Exercise aim - Your task is to copy every line of the records below that contains "time".

[Saved data entries]
··········

// crates/backplane-gateway/src/telemetry.rs
// ============================================================================
// Module: Gateway Telemetry
// Description: Observability hooks for gateway request handling.
// Purpose: Provide metric events and latency recording without hard deps.
// Dependencies: std
// ============================================================================

//! ## Overview
//! This module exposes a thin metrics interface for gateway request counters
//! and latency measurements. It is intentionally dependency-light so
//! deployments can plug in Prometheus or OpenTelemetry without redesign.
//! Labels are stable enums; telemetry never carries API keys or payloads.

// ============================================================================
// SECTION: Imports
// ============================================================================

use std::time::Duration;

// ============================================================================
// SECTION: Metric Labels
// ============================================================================

/// Gateway route classification.
///
/// # Invariants
/// - Variants are stable for telemetry labeling.
#[derive(Debug, Clone, Copy, PartialEq, Eq)]
pub enum RouteClass {
    /// Open application registration.
    Registration,
    /// Token regeneration stub.
    TokenStub,
    /// Storage read.
    StorageRead,
    /// Storage write (keyed or keyless).
    StorageWrite,
    /// Reverse-proxy fallback.
    Proxy,
    /// Unmatched route in standalone profile.
    NotFound,
}

impl RouteClass {
    /// Returns a stable label for the route class.
    #[must_use]
    pub const fn as_str(self) -> &'static str {
        match self {
            Self::Registration => "registration",
            Self::TokenStub => "token_stub",
            Self::StorageRead => "storage_read",
            Self::StorageWrite => "storage_write",
            Self::Proxy => "proxy",
            Self::NotFound => "not_found",
        }
    }
}

/// Gateway request outcome classification.
///
/// # Invariants
/// - Variants are stable for telemetry labeling.
#[derive(Debug, Clone, Copy, PartialEq, Eq)]
pub enum RequestOutcome {
    /// Request served successfully.
    Ok,
    /// Request denied by the authorization gate.
    Unauthorized,
    /// Request rejected for a malformed body.
    BadRequest,
    /// Request failed in a store or generator.
    ServerError,
    /// Downstream unreachable during proxying.
    BadGateway,
    /// No matching route.
    NotFound,
}

impl RequestOutcome {
    /// Returns a stable label for the outcome.
    #[must_use]
    pub const fn as_str(self) -> &'static str {
        match self {
            Self::Ok => "ok",
            Self::Unauthorized => "unauthorized",
            Self::BadRequest => "bad_request",
            Self::ServerError => "server_error",
            Self::BadGateway => "bad_gateway",
            Self::NotFound => "not_found",
        }
    }
}

// ============================================================================
// SECTION: Metrics Interface
// ============================================================================

/// Metrics sink for gateway request handling.
pub trait GatewayMetrics: Send + Sync {
    /// Records a completed request with its outcome.
    fn record_request(&self, route: RouteClass, outcome: RequestOutcome);

    /// Records request latency for a route class.
    fn record_latency(&self, route: RouteClass, latency: Duration);
}

/// No-op metrics sink used when no backend is configured.
#[derive(Debug, Default, Clone, Copy)]
pub struct NoopMetrics;

impl GatewayMetrics for NoopMetrics {
    fn record_request(&self, _route: RouteClass, _outcome: RequestOutcome) {}

    fn record_latency(&self, _route: RouteClass, _latency: Duration) {}
}

// ============================================================================
// SECTION: Tests
// ============================================================================

#[cfg(test)]
mod tests {
    #![allow(
        clippy::panic,
        clippy::unwrap_used,
        clippy::expect_used,
        reason = "Test-only assertions and helpers are permitted."
    )]

    use std::time::Duration;

    use super::GatewayMetrics;
    use super::NoopMetrics;
    use super::RequestOutcome;
    use super::RouteClass;

    #[test]
    fn labels_are_stable() {
        assert_eq!(RouteClass::StorageRead.as_str(), "storage_read");
        assert_eq!(RequestOutcome::BadGateway.as_str(), "bad_gateway");
    }

    #[test]
    fn noop_metrics_accept_events() {
        let metrics = NoopMetrics;
        metrics.record_request(RouteClass::Registration, RequestOutcome::Ok);
        metrics.record_latency(RouteClass::Proxy, Duration::from_millis(3));
    }
}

··········

Solution below -
use std::time::Duration;
    use std::time::Duration;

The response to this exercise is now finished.